BEGIN DATA FOR THIS EXERCISE

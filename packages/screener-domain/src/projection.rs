use serde::Serialize;
use serde_json::Value;

/// Display shape of a matched adverse-media report.
#[derive(Debug, Clone, PartialEq, Serialize)]
pub struct AdverseMediaSummary {
	#[serde(rename = "_id")]
	pub id: Value,
	pub title: Option<String>,
	pub link: Option<String>,
	pub subtitle: Option<String>,
	pub description: Option<String>,
}

/// Projects a matched adverse-media document. Missing or empty fields become `None`.
pub fn project_adverse_media(doc: &Value) -> AdverseMediaSummary {
	let text = |pointer: &str| doc.pointer(pointer).and_then(Value::as_str).map(str::to_string);
	let source_title = text("/source/title");
	let published = doc.get("published").and_then(display_value);
	let subtitle = match (source_title, published) {
		(Some(title), Some(published)) => Some(format!("{title} - {published}")),
		(Some(title), None) => Some(title),
		(None, published) => published,
	};

	AdverseMediaSummary {
		id: doc.get("_id").cloned().unwrap_or(Value::Null),
		title: text("/headline/en"),
		link: doc.pointer("/urls/0").and_then(display_value),
		subtitle,
		description: text("/content/en"),
	}
}

/// Text for a display field. Falsy values (null, false, zero, empty strings and containers)
/// show nothing.
fn display_value(value: &Value) -> Option<String> {
	match value {
		Value::Null | Value::Bool(false) => None,
		Value::Number(number) if number.as_f64() == Some(0.0) => None,
		Value::String(text) if text.is_empty() => None,
		Value::Array(items) if items.is_empty() => None,
		Value::Object(map) if map.is_empty() => None,
		Value::String(text) => Some(text.clone()),
		other => Some(other.to_string()),
	}
}
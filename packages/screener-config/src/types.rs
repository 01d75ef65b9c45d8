use serde::Deserialize;

#[derive(Debug, Clone, Deserialize)]
pub struct Config {
	pub service: Service,
	pub storage: Storage,
	#[serde(default)]
	pub search: Search,
}

#[derive(Debug, Clone, Deserialize)]
pub struct Service {
	pub http_bind: String,
	#[serde(default = "default_log_level")]
	pub log_level: String,
}

#[derive(Debug, Clone, Deserialize)]
pub struct Storage {
	pub postgres: Postgres,
	#[serde(default)]
	pub collections: Collections,
}

#[derive(Debug, Clone, Deserialize)]
pub struct Postgres {
	pub dsn: String,
	/// Database to use on the server behind `dsn`. Overrides any database named in the dsn.
	pub database: String,
	pub pool_max_conns: u32,
	#[serde(default = "default_connect_timeout_ms")]
	pub connect_timeout_ms: u64,
	/// Upper bound for every store call, including the liveness ping.
	#[serde(default = "default_query_timeout_ms")]
	pub query_timeout_ms: u64,
	/// Create missing collection tables on connect.
	#[serde(default = "default_ensure_schema")]
	pub ensure_schema: bool,
}

#[derive(Debug, Clone, Deserialize)]
pub struct Collections {
	pub adverse_media: String,
	pub judgment: String,
	pub changelogs: String,
	pub history: String,
	pub ongoing_monitoring: String,
	#[serde(default = "default_history_result_collection")]
	pub history_result: String,
}
impl Default for Collections {
	fn default() -> Self {
		Self {
			adverse_media: "adverse_media".to_string(),
			judgment: "judgment".to_string(),
			changelogs: "sourcedata_changelogs".to_string(),
			history: "aml_history".to_string(),
			ongoing_monitoring: "aml_ongoing_monitoring".to_string(),
			history_result: default_history_result_collection(),
		}
	}
}

#[derive(Debug, Clone, Deserialize)]
pub struct Search {
	#[serde(default)]
	pub adverse_media_output: AdverseMediaOutput,
	/// Also score `name_zh` / `zh[].ceName` next to the English names of the matching variant.
	#[serde(default)]
	pub score_chinese_names: bool,
}
impl Default for Search {
	fn default() -> Self {
		Self {
			adverse_media_output: AdverseMediaOutput::default(),
			score_chinese_names: false,
		}
	}
}

#[derive(Debug, Clone, Copy, Default, PartialEq, Eq, Deserialize)]
#[serde(rename_all = "snake_case")]
pub enum AdverseMediaOutput {
	#[default]
	Projected,
	Raw,
}

fn default_log_level() -> String {
	"info".to_string()
}

fn default_connect_timeout_ms() -> u64 {
	5_000
}

fn default_query_timeout_ms() -> u64 {
	10_000
}

fn default_history_result_collection() -> String {
	"aml_history_result".to_string()
}

fn default_ensure_schema() -> bool {
	true
}
pub type Result<T, E = Error> = std::result::Result<T, E>;

#[derive(Debug, thiserror::Error)]
pub enum Error {
	#[error("Malformed document at {path}: {message}")]
	MalformedDocument { path: String, message: String },
}
impl Error {
	pub(crate) fn malformed(path: impl Into<String>, message: impl Into<String>) -> Self {
		Self::MalformedDocument { path: path.into(), message: message.into() }
	}
}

END DATA FOR THIS EXERCISE

WHAT IS NEEDED:
From the line holding "let text = |pointer: &str|" to the line holding "repository 01d75ef65b9c45d8", inclusive, restate each line above exactly as written.

ANSWER FOR THE TASK:
	let text = |pointer: &str| doc.pointer(pointer).and_then(Value::as_str).map(str::to_string);
	let source_title = text("/source/title");
	let published = doc.get("published").and_then(display_value);
	let subtitle = match (source_title, published) {
		(Some(title), Some(published)) => Some(format!("{title} - {published}")),
		(Some(title), None) => Some(title),
		(None, published) => published,
	};

	AdverseMediaSummary {
		id: doc.get("_id").cloned().unwrap_or(Value::Null),
		title: text("/headline/en"),
		link: doc.pointer("/urls/0").and_then(display_value),
		subtitle,
		description: text("/content/en"),
	}
}

/// Text for a display field. Falsy values (null, false, zero, empty strings and containers)
/// show nothing.
fn display_value(value: &Value) -> Option<String> {
	match value {
		Value::Null | Value::Bool(false) => None,
		Value::Number(number) if number.as_f64() == Some(0.0) => None,
		Value::String(text) if text.is_empty() => None,
		Value::Array(items) if items.is_empty() => None,
		Value::Object(map) if map.is_empty() => None,
		Value::String(text) => Some(text.clone()),
		other => Some(other.to_string()),
	}
}
filename packages/screener-config/src/types.rs
repository 01d75ef65b9c45d8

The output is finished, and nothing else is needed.